Start of Excerpted records

//! # Subscribers
//!
//! A [`Subscriber`] is a callable bound to exactly one event type. The
//! callable receives the handle of the listener it belongs to and the
//! published event. Identity is assigned at construction, so two subscribers
//! built from the same callable are still distinct.

use crate::{
    error::{BoxError, InvocationError},
    event::{DynEvent, DynEventExt, Event, EventType},
    handle::ListenerHandle,
    member::MemberInfo,
};
use std::{
    any::type_name,
    cmp::Ordering,
    fmt,
    hash::{Hash, Hasher},
    sync::{
        Arc,
        atomic::{AtomicU64, Ordering as AtomicOrdering},
    },
};

static NEXT_ID: AtomicU64 = AtomicU64::new(1);

/// Unique identity of a subscriber.
#[derive(Debug, Clone, Copy, PartialEq, Eq, Hash, PartialOrd, Ord)]
pub struct SubscriberId(u64);

impl SubscriberId {
    fn next() -> Self {
        Self(NEXT_ID.fetch_add(1, AtomicOrdering::Relaxed))
    }

    /// The raw value.
    pub fn get(&self) -> u64 {
        self.0
    }
}

impl fmt::Display for SubscriberId {
    fn fmt(&self, f: &mut fmt::Formatter<'_>) -> fmt::Result {
        write!(f, "#{}", self.0)
    }
}

/// The callable half of a subscriber.
///
/// Implemented for every matching closure.
pub trait EventCallback: Send + Sync + 'static {
    /// Handle `event` on behalf of the listener behind `origin`.
    fn call(&self, origin: &ListenerHandle, event: &dyn DynEvent) -> Result<(), BoxError>;

    /// Run `next` after this callback succeeds.
    fn then<C>(self, next: C) -> Then<Self, C>
    where
        Self: Sized,
        C: EventCallback,
    {
        Then {
            first: self,
            second: next,
        }
    }
}

impl<F> EventCallback for F
where
    F: Fn(&ListenerHandle, &dyn DynEvent) -> Result<(), BoxError> + Send + Sync + 'static,
{
    fn call(&self, origin: &ListenerHandle, event: &dyn DynEvent) -> Result<(), BoxError> {
        self(origin, event)
    }
}

/// Two callbacks run in sequence. Created by [`EventCallback::then`].
#[derive(Debug, Clone)]
pub struct Then<A, B> {
    first: A,
    second: B,
}

impl<A: EventCallback, B: EventCallback> EventCallback for Then<A, B> {
    fn call(&self, origin: &ListenerHandle, event: &dyn DynEvent) -> Result<(), BoxError> {
        self.first.call(origin, event)?;
        self.second.call(origin, event)
    }
}

/// A callback that does nothing.
pub fn noop() -> impl EventCallback + Clone {
    |_: &ListenerHandle, _: &dyn DynEvent| -> Result<(), BoxError> { Ok(()) }
}

#[derive(Clone)]
struct Inner {
    id: SubscriberId,
    event_type: EventType,
    callback: Arc<dyn EventCallback>,
    priority: i32,
    member: Option<MemberInfo>,
}

/// A callable bound to one event type.
///
/// Cheap to clone: clones share identity and callback.
#[derive(Clone)]
pub struct Subscriber {
    inner: Arc<Inner>,
}

impl Subscriber {
    /// Bind `callback` to `event_type`.
    pub fn new<C: EventCallback>(event_type: EventType, callback: C) -> Self {
        Self::from_parts(event_type, Arc::new(callback), 0, None)
    }

    /// Bind a closure over the concrete event type `E`.
    ///
    /// The published event is viewed as `E` through its lineage before the
    /// closure runs.
    pub fn typed<E, F>(f: F) -> Self
    where
        E: Event,
        F: Fn(&ListenerHandle, &E) -> Result<(), BoxError> + Send + Sync + 'static,
    {
        let callback = move |origin: &ListenerHandle, event: &dyn DynEvent| -> Result<(), BoxError> {
            let view = event
                .view::<E>()
                .ok_or_else(|| InvocationError::EventMismatch {
                    expected: type_name::<E>(),
                    actual: event.event_type(),
                })?;
            f(origin, view)
        };
        Self::new(EventType::of::<E>(), callback)
    }

    /// Bind a callback derived from a listener member.
    ///
    /// The subscriber inherits the member's priority.
    pub fn for_member(
        event_type: EventType,
        callback: Arc<dyn EventCallback>,
        member: MemberInfo,
    ) -> Self {
        let priority = member.priority();
        Self::from_parts(event_type, callback, priority, Some(member))
    }

    fn from_parts(
        event_type: EventType,
        callback: Arc<dyn EventCallback>,
        priority: i32,
        member: Option<MemberInfo>,
    ) -> Self {
        Self {
            inner: Arc::new(Inner {
                id: SubscriberId::next(),
                event_type,
                callback,
                priority,
                member,
            }),
        }
    }

    /// Set the priority hint. Identity is preserved.
    pub fn with_priority(mut self, priority: i32) -> Self {
        Arc::make_mut(&mut self.inner).priority = priority;
        self
    }

    /// Identity of this subscriber.
    pub fn id(&self) -> SubscriberId {
        self.inner.id
    }

    /// The event type this subscriber is bound to.
    pub fn event_type(&self) -> EventType {
        self.inner.event_type
    }

    /// Priority hint, used only by sorted storage.
    pub fn priority(&self) -> i32 {
        self.inner.priority
    }

    /// The member this subscriber was derived from, if any.
    pub fn member(&self) -> Option<&MemberInfo> {
        self.inner.member.as_ref()
    }

    /// Whether this subscriber was derived from a listener member.
    pub fn is_member(&self) -> bool {
        self.inner.member.is_some()
    }

    /// Whether `event` carries a value of the bound event type, either itself
    /// or as an embedded ancestor.
    ///
    /// A subtype that does not hand out its ancestor value is not accepted by
    /// subscribers of that ancestor.
    pub fn accepts(&self, event: &dyn DynEvent) -> bool {
        event
            .lineage()
            .any(|level| level.event_type() == self.inner.event_type)
    }

    /// Invoke the callback.
    pub fn call(&self, origin: &ListenerHandle, event: &dyn DynEvent) -> Result<(), BoxError> {
        self.inner.callback.call(origin, event)
    }
}

impl PartialEq for Subscriber {
    fn eq(&self, other: &Self) -> bool {
        self.inner.id == other.inner.id
    }
}

impl Eq for Subscriber {}

impl Hash for Subscriber {
    fn hash<H: Hasher>(&self, state: &mut H) {
        self.inner.id.hash(state);
    }
}

impl PartialOrd for Subscriber {
    fn partial_cmp(&self, other: &Self) -> Option<Ordering> {
        Some(self.cmp(other))
    }
}

/// Creation order.
impl Ord for Subscriber {
    fn cmp(&self, other: &Self) -> Ordering {
        self.inner.id.cmp(&other.inner.id)
    }
}

impl fmt::Debug for Subscriber {
    fn fmt(&self, f: &mut fmt::Formatter<'_>) -> fmt::Result {
        let mut s = f.debug_struct("Subscriber");
        s.field("id", &self.inner.id)
            .field("event_type", &self.inner.event_type)
            .field("priority", &self.inner.priority);
        if let Some(member) = &self.inner.member {
            s.field("member", &member.name());
        }
        s.finish()
    }
}

/// Ordering over subscribers within one group.
pub type Comparator = Arc<dyn Fn(&Subscriber, &Subscriber) -> Ordering + Send + Sync>;

/// Highest priority first, ties broken by creation order.
pub fn by_priority() -> Comparator {
    Arc::new(|a: &Subscriber, b: &Subscriber| {
        b.priority()
            .cmp(&a.priority())
            .then_with(|| a.id().cmp(&b.id()))
    })
}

End of Excerpted records

Retype, in the same exact form, the lines of the material above from the line holding "fn eq(&self, other: &Self)" through the line holding "impl fmt::Debug for".

    fn eq(&self, other: &Self) -> bool {
        self.inner.id == other.inner.id
    }
}

impl Eq for Subscriber {}

impl Hash for Subscriber {
    fn hash<H: Hasher>(&self, state: &mut H) {
        self.inner.id.hash(state);
    }
}

impl PartialOrd for Subscriber {
    fn partial_cmp(&self, other: &Self) -> Option<Ordering> {
        Some(self.cmp(other))
    }
}

/// Creation order.
impl Ord for Subscriber {
    fn cmp(&self, other: &Self) -> Ordering {
        self.inner.id.cmp(&other.inner.id)
    }
}

impl fmt::Debug for Subscriber {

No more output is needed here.